Oireachtas Joint and Select Committees

Tuesday, 16 January 2018

Joint Oireachtas Committee on Children and Youth Affairs

Annual Report of Ombudsman for Children 2016: Discussion

1:30 pm

Dr. Niall Muldoon:

I love the idea of the school journal. I will certainly steal that and see if we can get engaged with it in some way or other. The mental health complaints are, as the Senator mentioned, on access to services, continuity of services when moving from child to adult services, and continuity when being transferred from one area to another. Timelines are also a huge issue. I will ask Ms Ward to come in if there are more issues on top of that.

On the overall mental health system, the work that Senators Devine and Freeman did is huge. They identified that we do not have enough staff. We do not have the staffing in the right place. We do not have it in primary care where we need to prevent mental health issues. There are difficulties with diagnosis and with consistency between child and adolescent mental health services teams. One might diagnose a child as being ready to go in for an overnight bed and another might say that diagnosis does not fit, so the child does not get the bed. Those issues are coming up continuously.

When I met with the Minister of State, Deputy Helen McEntee, who had responsibility for mental health at that time, she talked about at least five or six unfillable posts for psychiatrists. These are posts which have not been filled for more than five years. No organisation or business in the world would leave its offices open for five years without having found another way to fill the gap. It is doing a huge disservice to our children in that area. Up to now the clinical lead has always had to be a psychiatrist. As I have suggested before, I wonder if there are other professionals who could take that lead for certain stages and at certain times. If we look to other countries some have used psychologists to offer medication. Certain nursing professionals have been allowed to dispense medication. It may not just be about medication. There may be other issues.
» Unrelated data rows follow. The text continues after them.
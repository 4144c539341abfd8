//! HTTP API Layer
//!
//! This crate provides the REST API for the rental ledger using Axum.
//!
//! # Architecture
//!
//! - **Handlers**: Request handlers for records and ledger sessions
//! - **Sessions**: Open ledgers, each behind its own mutex
//! - **Middleware**: Authentication, tracing, audit logging
//! - **DTOs**: Request/Response data transfer objects
//! - **Error Handling**: Consistent error responses
//!
//! # Ledger sessions
//!
//! `POST /api/v1/rentals/:id/ledgers/:year` builds a ledger and returns a
//! session id. Edits are then posted against that session; a session holds
//! its ledger until it is deleted or stays idle longer than
//! `session_idle_secs`. Month and line indexes in paths are zero-based.
//!
//! # Example
//!
//! ```rust,ignore
//! use interface_api::{create_router, AppState};
//!
//! let state = AppState::new(Arc::new(InMemoryRentalStore::new()), translator, config);
//! let app = create_router(state);
//! axum::serve(listener, app).await?;
//! ```

pub mod config;
pub mod error;
pub mod middleware;
pub mod handlers;
pub mod dto;
pub mod auth;
pub mod sessions;

use std::sync::Arc;

use axum::{
    Router,
    routing::{get, post},
    middleware as axum_middleware,
};
use tower_http::cors::{Any, CorsLayer};
use tower_http::request_id::{MakeRequestUuid, PropagateRequestIdLayer, SetRequestIdLayer};
use tower_http::trace::TraceLayer;

use core_kernel::Translator;
use domain_rental::RentalStorePort;
use domain_receipt::{LogNotifier, Notifier};

use crate::config::ApiConfig;
use crate::handlers::{health, ledgers, properties, rentals, tenants};
use crate::middleware::{audit_middleware, auth_middleware};
use crate::sessions::LedgerSessions;

/// Application state shared across handlers
#[derive(Clone)]
pub struct AppState {
    pub store: Arc<dyn RentalStorePort>,
    pub sessions: LedgerSessions,
    pub translator: Arc<dyn Translator>,
    pub notifier: Arc<dyn Notifier>,
    pub config: ApiConfig,
}

impl AppState {
    /// Creates state with no open sessions; notices go to the log
    pub fn new(store: Arc<dyn RentalStorePort>, translator: Arc<dyn Translator>, config: ApiConfig) -> Self {
        Self {
            store,
            sessions: LedgerSessions::with_idle_timeout(config.session_idle_timeout()),
            translator,
            notifier: Arc::new(LogNotifier),
            config,
        }
    }
}

/// Creates the main API router
pub fn create_router(state: AppState) -> Router {
    // Public routes (no auth required)
    let public_routes = Router::new().route("/health", get(health::health_check));

    let property_routes = Router::new()
        .route("/", post(properties::create_property).get(properties::list_properties))
        .route("/:id", get(properties::get_property).put(properties::update_property));

    let tenant_routes = Router::new()
        .route("/", post(tenants::create_tenant).get(tenants::list_tenants))
        .route("/:id", get(tenants::get_tenant).put(tenants::update_tenant));

    let rental_routes = Router::new()
        .route("/", post(rentals::create_rental).get(rentals::list_rentals))
        .route("/:id", get(rentals::get_rental).put(rentals::update_rental))
        .route("/:id/ledgers/:year", post(ledgers::open_ledger));

    let ledger_routes = Router::new()
        .route("/:session", get(ledgers::get_ledger).delete(ledgers::close_ledger))
        .route("/:session/months/:month/lines", post(ledgers::add_line))
        .route(
            "/:session/months/:month/lines/:line",
            axum::routing::delete(ledgers::delete_line),
        )
        .route("/:session/months/:month/edits", post(ledgers::edit_month));

    // Protected API routes
    let api_routes = Router::new()
        .nest("/properties", property_routes)
        .nest("/tenants", tenant_routes)
        .nest("/rentals", rental_routes)
        .nest("/ledgers", ledger_routes)
        .layer(axum_middleware::from_fn(audit_middleware))
        .layer(axum_middleware::from_fn_with_state(state.clone(), auth_middleware));

    Router::new()
        .merge(public_routes)
        .nest("/api/v1", api_routes)
        .layer(TraceLayer::new_for_http())
        .layer(PropagateRequestIdLayer::x_request_id())
        .layer(SetRequestIdLayer::x_request_id(MakeRequestUuid))
        .layer(
            CorsLayer::new()
                .allow_origin(Any)
                .allow_methods(Any)
                .allow_headers(Any),
        )
        .with_state(state)
}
We have to look at the system as needing an overall change. In that particular Seanad committee the Senator brought in some great witnesses. They were fantastic. There were a lot of good ideas which could be used. Up until now we have been continuously trying to fix a broken system as opposed to seeing how we could look at the issue differently. Primary care is a crucial part of that. Tusla has talked about establishing what it calls therapy teams, which would include a range of therapists such as play therapists, drama therapists, art therapists and family therapists. There would be a range of people who could intervene in a different way at a much earlier stage. Such teams would not cost the earth. That would make a huge difference at the primary care level. Within CAMHS, there is never going to be enough psychiatrists. From the people I have met, it sounds like 80% of all psychiatrists who train in Ireland go abroad.

One will never fill the vacant places if that continues to be the situation. We must, therefore, acknowledge that and consider putting somebody else in place or allowing another professional to lead the team. We have received complaints concerning children who have been left for possibly four or five days in a bed, waiting for a consultant to assess the child after he or she has come into an emergency department and said he or she is suicidal. That is not appropriate and is very far from the right way to be child-centred. Such a child is in the worst case in his or her life and the worst situation he or she can think of. He or she feels ready to take his or her own life but we are doing them a huge disservice because we do not have enough consultants and only consultants are allowed to assess such children. We are traumatising such children again and are, essentially, locking them up in a bed when they should be supported in some other way. It is a result of our system and the way the legislation is set up that we are tied into that but that legislation could be changed within a year or two if we needed to and there was a will to do so. I am not saying what professional should be given the responsibility of treating such children but if one profession is not creating enough new staff to fill that space, we have to widen it for the sake of the children, even if only temporarily. Senator Devine has got her finger exactly on the button in regard to the complaints we receive. It is a crisis that is long overdue fixing.

I have also called for a version of A Vision for Change solely dealing with children to be generated. That would change the focus because one would then assess, evaluate, fund and resource it in a different way because they will be treated as children and as rights holders in their own right. Ms Ward may wish to comment further regarding complaints.